This past week, New Yorkers got a real treat on the subway- and no, it wasn’t a rat dragging a slice of pizza down the steps again. Presidential hopeful, Hillary Clinton hopped on the 4 train, after a mere 5 attempt swipe with her Metro Card, hoping that it would bring her closer to her supporters in New York.
“I love it because it’s so convenient,” exclaimed Madame Secretary, as her bodyguards hung her from the ceiling, spinning her like a piñata to wrap her in bubblewrap before placing her down on a surgical grade disinfected subway seat. Her pantsuit was made out of Hazmat material and her face, sprayed with a “common folk” repellant. Boy, was she having fun! So much so, that Hil thinks she formed deep connections with some of her fellow passengers.
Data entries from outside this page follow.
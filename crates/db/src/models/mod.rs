//! Entity models and DTOs.
//!
//! Each submodule contains:
//! - A `FromRow` + `Serialize` entity struct matching the database row
//! - A plain DTO for writes

pub mod device;
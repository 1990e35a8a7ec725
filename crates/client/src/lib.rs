//! Device status client library.
//!
//! Provides the two wire transports (REST, gRPC) behind a common
//! [`DeviceTransport`](transport::DeviceTransport) trait, plus the
//! [`DeviceClientPool`](pool::DeviceClientPool) that caches clients per
//! endpoint and negotiates which protocol each host supports.

pub mod grpc;
pub mod pool;
pub mod proto;
pub mod rest;
pub mod transport;
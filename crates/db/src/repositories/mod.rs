//! Repository layer.
//!
//! Each repository is a zero-sized struct providing async methods that
//! accept `&PgPool` as the first argument.

pub mod device_repo;

pub use device_repo::DeviceRepo;
//! Device discovery: pluggable strategies plus the orchestrator that
//! selects, runs, and merges them.

pub mod docker;
pub mod port_scan;

use std::collections::HashMap;
use std::sync::Arc;

use async_trait::async_trait;

use crate::config::MonitorConfig;

// ---------------------------------------------------------------------------
// Types
// ---------------------------------------------------------------------------

/// A reachable device endpoint produced by one discovery cycle.
///
/// Ephemeral: superseded wholesale by the next cycle, never persisted.
/// Identity for deduplication is `url`.
#[derive(Debug, Clone, PartialEq, Eq)]
pub struct DiscoveredEndpoint {
    /// Strategy-specific identifier (container id, host:port, ...).
    pub id: String,
    pub name: String,
    /// Hostname the client pool dials.
    pub host: String,
    /// Full HTTP base URL; the natural identity of "where to reach
    /// this device".
    pub url: String,
}

/// One mechanism for finding currently reachable devices.
///
/// `discover` must never fail: strategies absorb their internal errors
/// (logging them) and return an empty list instead.
#[async_trait]
pub trait DiscoveryStrategy: Send + Sync {
    /// Strategy name as referenced by `DISCOVERY_STRATEGIES`.
    fn name(&self) -> &'static str;

    /// Produce the endpoints currently reachable via this mechanism.
    async fn discover(&self) -> Vec<DiscoveredEndpoint>;
}

// ---------------------------------------------------------------------------
// Orchestrator
// ---------------------------------------------------------------------------

/// Selects active strategies (or a static override list), runs them,
/// and merges the results.
pub struct DiscoveryOrchestrator {
    strategies: Vec<Arc<dyn DiscoveryStrategy>>,
    /// When non-empty, strategies are bypassed and this fixed list is
    /// returned every cycle.
    override_endpoints: Vec<DiscoveredEndpoint>,
}

impl DiscoveryOrchestrator {
    /// Wire the production strategies from configuration.
    pub fn from_config(config: &MonitorConfig) -> Self {
        let override_endpoints = config
            .device_list
            .iter()
            .map(|host| static_endpoint(host, config))
            .collect::<Vec<_>>();

        if !override_endpoints.is_empty() {
            tracing::info!(
                count = override_endpoints.len(),
                "Using static device list, discovery strategies disabled",
            );
            return Self {
                strategies: Vec::new(),
                override_endpoints,
            };
        }

        let available: Vec<Arc<dyn DiscoveryStrategy>> = vec![
            Arc::new(docker::DockerSocketDiscovery::new(config)),
            Arc::new(port_scan::PortScanDiscovery::new(config)),
        ];

        let mut strategies: Vec<Arc<dyn DiscoveryStrategy>> = available
            .iter()
            .filter(|s| config.discovery_strategies.iter().any(|n| n == s.name()))
            .cloned()
            .collect();

        if strategies.is_empty() {
            tracing::warn!(
                configured = ?config.discovery_strategies,
                "No valid discovery strategies enabled, falling back to Docker-socket discovery",
            );
            strategies.push(Arc::clone(&available[0]));
        }

        Self {
            strategies,
            override_endpoints: Vec::new(),
        }
    }

    /// Build an orchestrator from explicit parts (tests, embedding).
    pub fn new(
        strategies: Vec<Arc<dyn DiscoveryStrategy>>,
        override_endpoints: Vec<DiscoveredEndpoint>,
    ) -> Self {
        Self {
            strategies,
            override_endpoints,
        }
    }

    /// Run every enabled strategy and merge the results, deduplicating
    /// by endpoint url (last writer wins).
    ///
    /// Strategies run independently; one returning nothing does not
    /// block the others.
    pub async fn discover_devices(&self) -> Vec<DiscoveredEndpoint> {
        if !self.override_endpoints.is_empty() {
            return self.override_endpoints.clone();
        }

        let mut merged: Vec<DiscoveredEndpoint> = Vec::new();
        for strategy in &self.strategies {
            let endpoints = strategy.discover().await;
            tracing::info!(
                strategy = strategy.name(),
                count = endpoints.len(),
                "Discovery strategy finished",
            );
            merged.extend(endpoints);
        }

        let mut unique_by_url: HashMap<String, DiscoveredEndpoint> = HashMap::new();
        let mut order: Vec<String> = Vec::new();
        for endpoint in merged {
            if !unique_by_url.contains_key(&endpoint.url) {
                order.push(endpoint.url.clone());
            }
            unique_by_url.insert(endpoint.url.clone(), endpoint);
        }

        order
            .into_iter()
            .filter_map(|url| unique_by_url.remove(&url))
            .collect()
    }
}

fn static_endpoint(host: &str, config: &MonitorConfig) -> DiscoveredEndpoint {
    let host = host.trim().to_string();
    let url = format!(
        "{}://{host}:{}",
        config.device_http_protocol, config.device_http_port
    );
    DiscoveredEndpoint {
        id: host.clone(),
        name: host.clone(),
        host,
        url,
    }
}

#[cfg(test)]
mod tests {
    use super::*;

    struct FixedStrategy {
        name: &'static str,
        endpoints: Vec<DiscoveredEndpoint>,
    }

    #[async_trait]
    impl DiscoveryStrategy for FixedStrategy {
        fn name(&self) -> &'static str {
            self.name
        }

        async fn discover(&self) -> Vec<DiscoveredEndpoint> {
            self.endpoints.clone()
        }
    }

    fn endpoint(id: &str, url: &str) -> DiscoveredEndpoint {
        DiscoveredEndpoint {
            id: id.to_string(),
            name: id.to_string(),
            host: id.to_string(),
            url: url.to_string(),
        }
    }

    #[tokio::test]
    async fn merges_and_dedups_by_url_last_writer_wins() {
        let a = Arc::new(FixedStrategy {
            name: "A",
            endpoints: vec![
                endpoint("a-1", "http://dev-1:3000"),
                endpoint("a-2", "http://dev-2:3000"),
            ],
        });
        let b = Arc::new(FixedStrategy {
            name: "B",
            endpoints: vec![endpoint("b-1", "http://dev-1:3000")],
        });

        let orchestrator = DiscoveryOrchestrator::new(vec![a, b], Vec::new());
        let result = orchestrator.discover_devices().await;

        assert_eq!(result.len(), 2);
        let dev1 = result
            .iter()
            .find(|e| e.url == "http://dev-1:3000")
            .unwrap();
        // The later strategy's entry replaced the earlier one.
        assert_eq!(dev1.id, "b-1");
    }

    #[tokio::test]
    async fn empty_strategy_does_not_block_others() {
        let empty = Arc::new(FixedStrategy {
            name: "Empty",
            endpoints: Vec::new(),
        });
        let full = Arc::new(FixedStrategy {
            name: "Full",
            endpoints: vec![endpoint("dev-1", "http://dev-1:3000")],
        });

        let orchestrator = DiscoveryOrchestrator::new(vec![empty, full], Vec::new());
        assert_eq!(orchestrator.discover_devices().await.len(), 1);
    }

    #[tokio::test]
    async fn override_list_bypasses_strategies() {
        let strategy = Arc::new(FixedStrategy {
            name: "A",
            endpoints: vec![endpoint("from-strategy", "http://dev-9:3000")],
        });
        let fixed = vec![endpoint("dev-1", "http://dev-1:3000")];

        let orchestrator = DiscoveryOrchestrator::new(vec![strategy], fixed.clone());
        assert_eq!(orchestrator.discover_devices().await, fixed);
    }

    #[test]
    fn from_config_falls_back_to_docker_on_unknown_names() {
        let config = MonitorConfig {
            discovery_strategies: vec!["NoSuchStrategy".into()],
            ..Default::default()
        };
        let orchestrator = DiscoveryOrchestrator::from_config(&config);
        assert_eq!(orchestrator.strategies.len(), 1);
        assert_eq!(orchestrator.strategies[0].name(), "DockerSocketDiscovery");
    }

    #[test]
    fn from_config_selects_named_strategies() {
        let config = MonitorConfig {
            discovery_strategies: vec!["PortScanDiscovery".into(), "DockerSocketDiscovery".into()],
            ..Default::default()
        };
        let orchestrator = DiscoveryOrchestrator::from_config(&config);
        assert_eq!(orchestrator.strategies.len(), 2);
    }

    #[test]
    fn from_config_prefers_static_device_list() {
        let config = MonitorConfig {
            device_list: vec!["dev-1".into(), "dev-2".into()],
            ..Default::default()
        };
        let orchestrator = DiscoveryOrchestrator::from_config(&config);
        assert!(orchestrator.strategies.is_empty());
        assert_eq!(orchestrator.override_endpoints.len(), 2);
        assert_eq!(orchestrator.override_endpoints[0].url, "http://dev-1:3000");
    }
}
But the problem is that she didn’t have a chance to exchange info. So she took to Craigslist in hopes of connecting with some of her soul-mate supporters.
Here are some of Hillary’s Craigslist Missed Connections.
If any of you are the lucky ones that Mrs. Clinton is searching for, she asks that you email her to “Netflix and Hill” at TakeAHillPill@hilldawg4prez.com
…Meanwhile, uptown, Bernie Sanders is so adorably attempting to use a chicken nugget as currency on the A train.